研究问题:与仅使用Clavien-Dindo (CD)系统相比,综合并发症指数(CCI)和ClassIntra系统(术中不良事件分类(ioae))在(深部)子宫内膜异位症(DE)手术不良事件(AE)报告中的附加价值是什么?总结性回答:CCI和ClassIntra与CD系统一起是有用的附加工具,用于全面和统一地概述大范围手术(如DE)患者的AE总负担,并且有了这种统一的数据登记,可以更深入地了解护理质量。已知情况:文献报道的ae的统一比较受到分散登记的阻碍。在子宫内膜异位症手术中,国际上推荐使用CD并发症系统和CCI;然而,CCI在子宫内膜异位症的护理和研究中并没有常规应用。此外,尽管这是评估手术质量的重要信息,但仍缺乏子宫内膜异位症手术中ioae登记的建议。研究设计规模持续时间:一项前瞻性单中心研究于2019年2月至2021年12月期间对来自非大学DE专业中心的870例手术DE进行了研究。参与者/材料设置方法:使用EQUSUM系统收集子宫内膜异位症病例,EQUSUM系统是一个公开的基于网络的子宫内膜异位症手术登记应用程序。术后不良事件(poae)分为CD并发症系统和CCI。评估CCI和CD在报告和分类ae方面的差异。使用ClassIntra对ioae进行评估。主要结局指标是评估CCI和ClassIntra引入后对CD分类的附加价值。此外,我们报告了DE手术中CCI的基准。主要结果及偶然性作用:共登记DE手术870例,其中145例合并一个或多个poAE,导致poAE发生率为16.7%(145/870),其中36例(4.1%)poAE为重度(≥3b级)。poae患者的中位CCI(四分位数范围)为20.9(20.9-31.7),重度poae组为33.7(33.7-39.7)。20例患者(13.8%)CCI高于CD,原因是多发poae。在所有手术中报告了11例(11/870,1.3%),大多数是轻微和直接修复的浆膜损伤。注意的局限性:本研究是在单一中心进行的;因此,AE率和AE类型的趋势可能与其他中心不同。此外,由于该数据库的功能不够强大,因此无法得出与术后病程相关的ioae的结论。研究结果的更广泛意义:根据我们的数据,我们建议将Clavien-Dindo分类系统与CCI和ClassIntra一起用于AE注册的完整概述。与仅报告最严重的poae(如CD)相比,CCI似乎提供了对poae总负担的更完整的概述。如果广泛使用CD、CCI和ClassIntra,将有可能在(国际)国家一级进行统一的数据比较,从而更好地了解护理质量。我们的数据可以作为其他DE中心在共享决策过程中优化信息提供的第一个基准。研究资金/竞争利益:本研究未收到任何资金。作者无利益冲突需要申报。试验注册号:无。

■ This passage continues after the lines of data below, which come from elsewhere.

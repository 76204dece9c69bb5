// Copyright (C) 2026 Fred Clausen
// Use of this source code is governed by an MIT-style
// license that can be found in the LICENSE file or at
// https://opensource.org/licenses/MIT.

//! Domain types and rules for organization voting.
//!
//! This crate has no storage or transport knowledge. It defines the
//! entities (organizations, departments, members, votes, ballots), the
//! validation rules applied to them, the department hierarchy walker,
//! the time-driven vote state machine, and the per-candidate tally.

#![deny(
    clippy::pedantic,
    clippy::cargo,
    clippy::nursery,
    clippy::style,
    clippy::correctness,
    clippy::all,
    clippy::suspicious,
    clippy::complexity,
    clippy::perf,
    clippy::unwrap_used,
    clippy::expect_used
)]

mod department_tree;
mod error;
mod schedule;
mod tally;
mod timestamp;
mod types;
mod validation;

#[cfg(test)]
mod tests;

pub use department_tree::{DepartmentPath, DepartmentTree, PATH_SEPARATOR};
pub use error::DomainError;
pub use schedule::{VoteSchedule, VoteState};
pub use tally::{CandidateTally, Tally, tally};
pub use timestamp::{format_timestamp, parse_timestamp};
pub use types::{
    Ballot, BallotStatistics, Department, MemberRole, Membership, Organization, Slogan, User,
    Vote, VoteCandidate, VoteType,
};
pub use validation::{
    normalize_email, validate_distinct_candidates, validate_email, validate_name,
};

本文章由计算机程序翻译,如有差异,请以英文原文为准。
求助全文
约1分钟内获得全文 去求助
来源期刊
CiteScore
15.50
自引率
0.00%
发文量
0
审稿时长
12 weeks
期刊最新文献
Birth defects reporting and the use of dydrogesterone: a disproportionality analysis from the World Health Organization pharmacovigilance database (VigiBase). The interplay between mitochondrial DNA genotypes, female infertility, ovarian response, and mutagenesis in oocytes. Unmasking the risk: clinical trials versus real-world evidence on dydrogesterone and birth defects. Evidence-based guideline: premature ovarian insufficiency. Independent factors associated with intracytoplasmic sperm injection outcomes in patients with complete azoospermia factor c microdeletions.
×
引用
GB/T 7714-2015
复制
MLA
复制
APA
复制
导出至
BibTeX EndNote RefMan NoteFirst NoteExpress
×
×
提示
您的信息不完整,为了账户安全,请先补充。
现在去补充
×
提示
您因"违规操作"
具体请查看互助需知
我知道了
×
提示
现在去查看 取消
×
提示
确定
0
微信
客服QQ
Book学术公众号 扫码关注我们
反馈
×
意见反馈
请填写您的意见或建议
请填写您的手机或邮箱
已复制链接
已复制链接
快去分享给好友吧!
我知道了
×
扫码分享
扫码分享
Book学术官方微信
Book学术文献互助
Book学术文献互助群
群 号:481959085
Book学术
文献互助 智能选刊 最新文献 互助须知 联系我们:info@booksci.cn
Book学术提供免费学术资源搜索服务,方便国内外学者检索中英文文献。致力于提供最便捷和优质的服务体验。